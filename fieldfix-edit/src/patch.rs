use diffy::PatchFormatter;

/// Unified diff between two renderings of `path`, with git-style headers.
///
/// Returns an empty string when the texts are equal.
pub fn render_patch(path: &str, before: &str, after: &str) -> String {
    if before == after {
        return String::new();
    }

    let mut out = String::new();
    out.push_str(&format!("diff --git a/{0} b/{0}\n", path));
    out.push_str(&format!("--- a/{0}\n+++ b/{0}\n", path));

    let patch = diffy::create_patch(before, after);
    let formatted = PatchFormatter::new().fmt_patch(&patch).to_string();
    // diffy emits its own `---`/`+++` pair ahead of the hunks.
    let hunks = formatted
        .lines()
        .skip_while(|l| l.starts_with("--- ") || l.starts_with("+++ "));
    for line in hunks {
        out.push_str(line);
        out.push('\n');
    }
    out
}
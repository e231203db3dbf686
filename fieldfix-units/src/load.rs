use crate::unit::UnitFile;
use anyhow::Context;
use camino::{Utf8Path, Utf8PathBuf};
use fieldfix_types::schema::FIELDFIX_UNIT_V1;
use fs_err as fs;
use glob::glob;
use thiserror::Error;
use tracing::debug;

#[derive(Debug, Clone)]
pub struct LoadedUnit {
    /// Location of the unit file itself.
    pub path: Utf8PathBuf,
    pub unit: Result<UnitFile, UnitLoadError>,
}

#[derive(Debug, Error, Clone, PartialEq, Eq)]
pub enum UnitLoadError {
    #[error("io error: {message}")]
    Io { message: String },

    #[error("json parse error: {message}")]
    Json { message: String },

    #[error("unsupported schema '{found}', expected 'fieldfix.unit.v1'")]
    Schema { found: String },
}

/// Find and parse every `*.unit.json` below `units_dir`, sorted by path.
///
/// A missing directory yields an empty list.
pub fn load_units(units_dir: &Utf8Path) -> anyhow::Result<Vec<LoadedUnit>> {
    let pattern = units_dir.join("**/*.unit.json");
    let pattern_str = pattern.as_str();

    debug!(pattern = %pattern_str, "scanning for unit files");

    let mut out = Vec::new();
    for entry in glob(pattern_str).context("glob **/*.unit.json")? {
        let path = entry
            .map_err(|e| anyhow::anyhow!("glob error: {e}"))?
            .to_string_lossy()
            .to_string();
        let path = Utf8PathBuf::from(path);

        let unit = read_unit(&path);
        if let Err(err) = &unit {
            debug!(path = %path, error = %err, "unit file failed to load");
        }
        out.push(LoadedUnit { path, unit });
    }

    out.sort_by(|a, b| a.path.cmp(&b.path));
    Ok(out)
}

/// Read and validate a single unit file.
pub fn read_unit(path: &Utf8Path) -> Result<UnitFile, UnitLoadError> {
    let contents = fs::read_to_string(path).map_err(|e| UnitLoadError::Io {
        message: e.to_string(),
    })?;
    let unit: UnitFile = serde_json::from_str(&contents).map_err(|e| UnitLoadError::Json {
        message: e.to_string(),
    })?;
    if unit.schema != FIELDFIX_UNIT_V1 {
        return Err(UnitLoadError::Schema { found: unit.schema });
    }
    Ok(unit)
}
//! Structural sharing and ancestor lookup through the public API.

use fieldfix_syntax::{
    AstNode, FieldDeclaration, Modifier, NodeKind, NodeWire, SyntaxTree, TextSpan, TypeDeclaration,
    factory, find_ancestor_of_type,
};
use pretty_assertions::assert_eq;
use std::sync::Arc;

fn field(name: &str, start: usize) -> Arc<fieldfix_syntax::Node> {
    factory::spanned(
        factory::field_declaration(
            &[Modifier::Public],
            factory::spanned(factory::type_ref("int"), TextSpan::new(start + 7, start + 10)),
            factory::spanned(
                factory::variable_declarator(name, None),
                TextSpan::new(start + 11, start + 12),
            ),
        ),
        TextSpan::new(start, start + 13),
    )
}

fn two_classes() -> SyntaxTree {
    let first = factory::spanned(
        factory::type_declaration("class", "A", &[], [field("a", 10), field("b", 30)]),
        TextSpan::new(0, 50),
    );
    let second = factory::spanned(
        factory::type_declaration("class", "B", &[], [field("c", 60)]),
        TextSpan::new(50, 80),
    );
    SyntaxTree::new(factory::spanned(
        factory::compilation_unit([first, second]),
        TextSpan::new(0, 80),
    ))
}

#[test]
fn editing_one_class_shares_the_other() {
    let tree = two_classes();
    let untouched = tree.node_at_path(&[1]).expect("class B").green().clone();
    let sibling = tree.node_at_path(&[0, 1]).expect("field b").green().clone();

    let edited = tree
        .replace_at(&[0, 0], [factory::statement("x;")])
        .expect("replace");

    assert!(Arc::ptr_eq(
        edited.node_at_path(&[1]).expect("class B").green(),
        &untouched
    ));
    assert!(Arc::ptr_eq(
        edited.node_at_path(&[0, 1]).expect("field b").green(),
        &sibling
    ));
    assert!(!Arc::ptr_eq(edited.root_green(), tree.root_green()));
    assert_eq!(tree, two_classes());
}

#[test]
fn position_resolves_to_enclosing_field_and_type() {
    let tree = two_classes();
    let token = tree.token_at(71).expect("token");
    assert!(matches!(token.kind(), NodeKind::VariableDeclarator { name, .. } if name == "c"));

    let field: FieldDeclaration = find_ancestor_of_type(&token).expect("field");
    assert_eq!(field.syntax().path(), vec![1, 0]);

    let class: TypeDeclaration = find_ancestor_of_type(&token).expect("class");
    assert_eq!(class.name(), "B");
}

#[test]
fn wire_form_keeps_spans() {
    let tree = two_classes();
    let json = serde_json::to_string(&tree.to_wire()).expect("serialize");
    let wire: NodeWire = serde_json::from_str(&json).expect("deserialize");
    let back = SyntaxTree::from_wire(&wire);
    assert_eq!(back, tree);
    assert_eq!(
        back.token_at(31).map(|n| n.kind().label()),
        Some("field_declaration")
    );
}

#[test]
fn trees_can_be_shared_across_threads() {
    fn assert_send_sync<T: Send + Sync>() {}
    assert_send_sync::<SyntaxTree>();
    assert_send_sync::<fieldfix_syntax::SyntaxNode>();

    let tree = two_classes();
    let handles: Vec<_> = [21usize, 41, 71]
        .into_iter()
        .map(|pos| {
            let tree = tree.clone();
            std::thread::spawn(move || {
                tree.token_at(pos)
                    .and_then(|n| find_ancestor_of_type::<FieldDeclaration>(&n))
                    .is_some()
            })
        })
        .collect();
    for handle in handles {
        assert!(handle.join().expect("thread"));
    }
}

// field_declaration > block > block > ... > statement, every node covering offset 0.
fn deeply_nested(depth: usize) -> SyntaxTree {
    let span = Some(TextSpan::new(0, 1));
    let mut node = Arc::new(fieldfix_syntax::Node::leaf(
        NodeKind::Statement {
            text: "x = 1;".to_string(),
        },
        span,
    ));
    for _ in 0..depth {
        node = Arc::new(fieldfix_syntax::Node::new(NodeKind::Block, span, [node]));
    }
    let field = Arc::new(fieldfix_syntax::Node::new(
        NodeKind::FieldDeclaration {
            modifiers: vec![Modifier::Public],
        },
        span,
        [node],
    ));
    SyntaxTree::new(factory::compilation_unit([field]))
}

#[test]
fn deep_trees_walk_and_drop_without_recursion() {
    let tree = deeply_nested(100_000);

    let leaf = tree.token_at(0).expect("leaf");
    assert_eq!(leaf.kind().label(), "statement");
    let decl = find_ancestor_of_type::<FieldDeclaration>(&leaf).expect("field declaration");
    assert_eq!(decl.syntax().path(), vec![0]);

    drop(decl);
    drop(leaf);
    drop(tree);
}

#[test]
fn dropping_a_deep_tree_keeps_shared_subtrees_alive() {
    let tree = deeply_nested(100_000);
    let inner = tree
        .node_at_path(&[0, 0])
        .map(|n| n.green().clone())
        .expect("outer block");
    drop(tree);
    assert_eq!(inner.kind().label(), "block");
    assert_eq!(inner.child_count(), 1);
}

—————

§ **TASK ITEM**
A word-for-word restatement of every record above is expected.

§ **RESPONSE BOX**
filename fieldfix-edit/src/patch.rs
use diffy::PatchFormatter;

/// Unified diff between two renderings of `path`, with git-style headers.
///
/// Returns an empty string when the texts are equal.
pub fn render_patch(path: &str, before: &str, after: &str) -> String {
    if before == after {
        return String::new();
    }

    let mut out = String::new();
    out.push_str(&format!("diff --git a/{0} b/{0}\n", path));
    out.push_str(&format!("--- a/{0}\n+++ b/{0}\n", path));

    let patch = diffy::create_patch(before, after);
    let formatted = PatchFormatter::new().fmt_patch(&patch).to_string();
    // diffy emits its own `---`/`+++` pair ahead of the hunks.
    let hunks = formatted
        .lines()
        .skip_while(|l| l.starts_with("--- ") || l.starts_with("+++ "));
    for line in hunks {
        out.push_str(line);
        out.push('\n');
    }
    out
}
repository e231203db3dbf686
filename fieldfix-units/src/load.rs
use crate::unit::UnitFile;
use anyhow::Context;
use camino::{Utf8Path, Utf8PathBuf};
use fieldfix_types::schema::FIELDFIX_UNIT_V1;
use fs_err as fs;
use glob::glob;
use thiserror::Error;
use tracing::debug;

#[derive(Debug, Clone)]
pub struct LoadedUnit {
    /// Location of the unit file itself.
    pub path: Utf8PathBuf,
    pub unit: Result<UnitFile, UnitLoadError>,
}

#[derive(Debug, Error, Clone, PartialEq, Eq)]
pub enum UnitLoadError {
    #[error("io error: {message}")]
    Io { message: String },

    #[error("json parse error: {message}")]
    Json { message: String },

    #[error("unsupported schema '{found}', expected 'fieldfix.unit.v1'")]
    Schema { found: String },
}

/// Find and parse every `*.unit.json` below `units_dir`, sorted by path.
///
/// A missing directory yields an empty list.
pub fn load_units(units_dir: &Utf8Path) -> anyhow::Result<Vec<LoadedUnit>> {
    let pattern = units_dir.join("**/*.unit.json");
    let pattern_str = pattern.as_str();

    debug!(pattern = %pattern_str, "scanning for unit files");

    let mut out = Vec::new();
    for entry in glob(pattern_str).context("glob **/*.unit.json")? {
        let path = entry
            .map_err(|e| anyhow::anyhow!("glob error: {e}"))?
            .to_string_lossy()
            .to_string();
        let path = Utf8PathBuf::from(path);

        let unit = read_unit(&path);
        if let Err(err) = &unit {
            debug!(path = %path, error = %err, "unit file failed to load");
        }
        out.push(LoadedUnit { path, unit });
    }

    out.sort_by(|a, b| a.path.cmp(&b.path));
    Ok(out)
}

/// Read and validate a single unit file.
pub fn read_unit(path: &Utf8Path) -> Result<UnitFile, UnitLoadError> {
    let contents = fs::read_to_string(path).map_err(|e| UnitLoadError::Io {
        message: e.to_string(),
    })?;
    let unit: UnitFile = serde_json::from_str(&contents).map_err(|e| UnitLoadError::Json {
        message: e.to_string(),
    })?;
    if unit.schema != FIELDFIX_UNIT_V1 {
        return Err(UnitLoadError::Schema { found: unit.schema });
    }
    Ok(unit)
}
//! Structural sharing and ancestor lookup through the public API.

use fieldfix_syntax::{
    AstNode, FieldDeclaration, Modifier, NodeKind, NodeWire, SyntaxTree, TextSpan, TypeDeclaration,
    factory, find_ancestor_of_type,
};
use pretty_assertions::assert_eq;
use std::sync::Arc;

fn field(name: &str, start: usize) -> Arc<fieldfix_syntax::Node> {
    factory::spanned(
        factory::field_declaration(
            &[Modifier::Public],
            factory::spanned(factory::type_ref("int"), TextSpan::new(start + 7, start + 10)),
            factory::spanned(
                factory::variable_declarator(name, None),
                TextSpan::new(start + 11, start + 12),
            ),
        ),
        TextSpan::new(start, start + 13),
    )
}

fn two_classes() -> SyntaxTree {
    let first = factory::spanned(
        factory::type_declaration("class", "A", &[], [field("a", 10), field("b", 30)]),
        TextSpan::new(0, 50),
    );
    let second = factory::spanned(
        factory::type_declaration("class", "B", &[], [field("c", 60)]),
        TextSpan::new(50, 80),
    );
    SyntaxTree::new(factory::spanned(
        factory::compilation_unit([first, second]),
        TextSpan::new(0, 80),
    ))
}

#[test]
fn editing_one_class_shares_the_other() {
    let tree = two_classes();
    let untouched = tree.node_at_path(&[1]).expect("class B").green().clone();
    let sibling = tree.node_at_path(&[0, 1]).expect("field b").green().clone();

    let edited = tree
        .replace_at(&[0, 0], [factory::statement("x;")])
        .expect("replace");

    assert!(Arc::ptr_eq(
        edited.node_at_path(&[1]).expect("class B").green(),
        &untouched
    ));
    assert!(Arc::ptr_eq(
        edited.node_at_path(&[0, 1]).expect("field b").green(),
        &sibling
    ));
    assert!(!Arc::ptr_eq(edited.root_green(), tree.root_green()));
    assert_eq!(tree, two_classes());
}

#[test]
fn position_resolves_to_enclosing_field_and_type() {
    let tree = two_classes();
    let token = tree.token_at(71).expect("token");
    assert!(matches!(token.kind(), NodeKind::VariableDeclarator { name, .. } if name == "c"));

    let field: FieldDeclaration = find_ancestor_of_type(&token).expect("field");
    assert_eq!(field.syntax().path(), vec![1, 0]);

    let class: TypeDeclaration = find_ancestor_of_type(&token).expect("class");
    assert_eq!(class.name(), "B");
}

#[test]
fn wire_form_keeps_spans() {
    let tree = two_classes();
    let json = serde_json::to_string(&tree.to_wire()).expect("serialize");
    let wire: NodeWire = serde_json::from_str(&json).expect("deserialize");
    let back = SyntaxTree::from_wire(&wire);
    assert_eq!(back, tree);
    assert_eq!(
        back.token_at(31).map(|n| n.kind().label()),
        Some("field_declaration")
    );
}

#[test]
fn trees_can_be_shared_across_threads() {
    fn assert_send_sync<T: Send + Sync>() {}
    assert_send_sync::<SyntaxTree>();
    assert_send_sync::<fieldfix_syntax::SyntaxNode>();

    let tree = two_classes();
    let handles: Vec<_> = [21usize, 41, 71]
        .into_iter()
        .map(|pos| {
            let tree = tree.clone();
            std::thread::spawn(move || {
                tree.token_at(pos)
                    .and_then(|n| find_ancestor_of_type::<FieldDeclaration>(&n))
                    .is_some()
            })
        })
        .collect();
    for handle in handles {
        assert!(handle.join().expect("thread"));
    }
}

// field_declaration > block > block > ... > statement, every node covering offset 0.
fn deeply_nested(depth: usize) -> SyntaxTree {
    let span = Some(TextSpan::new(0, 1));
    let mut node = Arc::new(fieldfix_syntax::Node::leaf(
        NodeKind::Statement {
            text: "x = 1;".to_string(),
        },
        span,
    ));
    for _ in 0..depth {
        node = Arc::new(fieldfix_syntax::Node::new(NodeKind::Block, span, [node]));
    }
    let field = Arc::new(fieldfix_syntax::Node::new(
        NodeKind::FieldDeclaration {
            modifiers: vec![Modifier::Public],
        },
        span,
        [node],
    ));
    SyntaxTree::new(factory::compilation_unit([field]))
}

#[test]
fn deep_trees_walk_and_drop_without_recursion() {
    let tree = deeply_nested(100_000);

    let leaf = tree.token_at(0).expect("leaf");
    assert_eq!(leaf.kind().label(), "statement");
    let decl = find_ancestor_of_type::<FieldDeclaration>(&leaf).expect("field declaration");
    assert_eq!(decl.syntax().path(), vec![0]);

    drop(decl);
    drop(leaf);
    drop(tree);
}

#[test]
fn dropping_a_deep_tree_keeps_shared_subtrees_alive() {
    let tree = deeply_nested(100_000);
    let inner = tree
        .node_at_path(&[0, 0])
        .map(|n| n.green().clone())
        .expect("outer block");
    drop(tree);
    assert_eq!(inner.kind().label(), "block");
    assert_eq!(inner.child_count(), 1);
}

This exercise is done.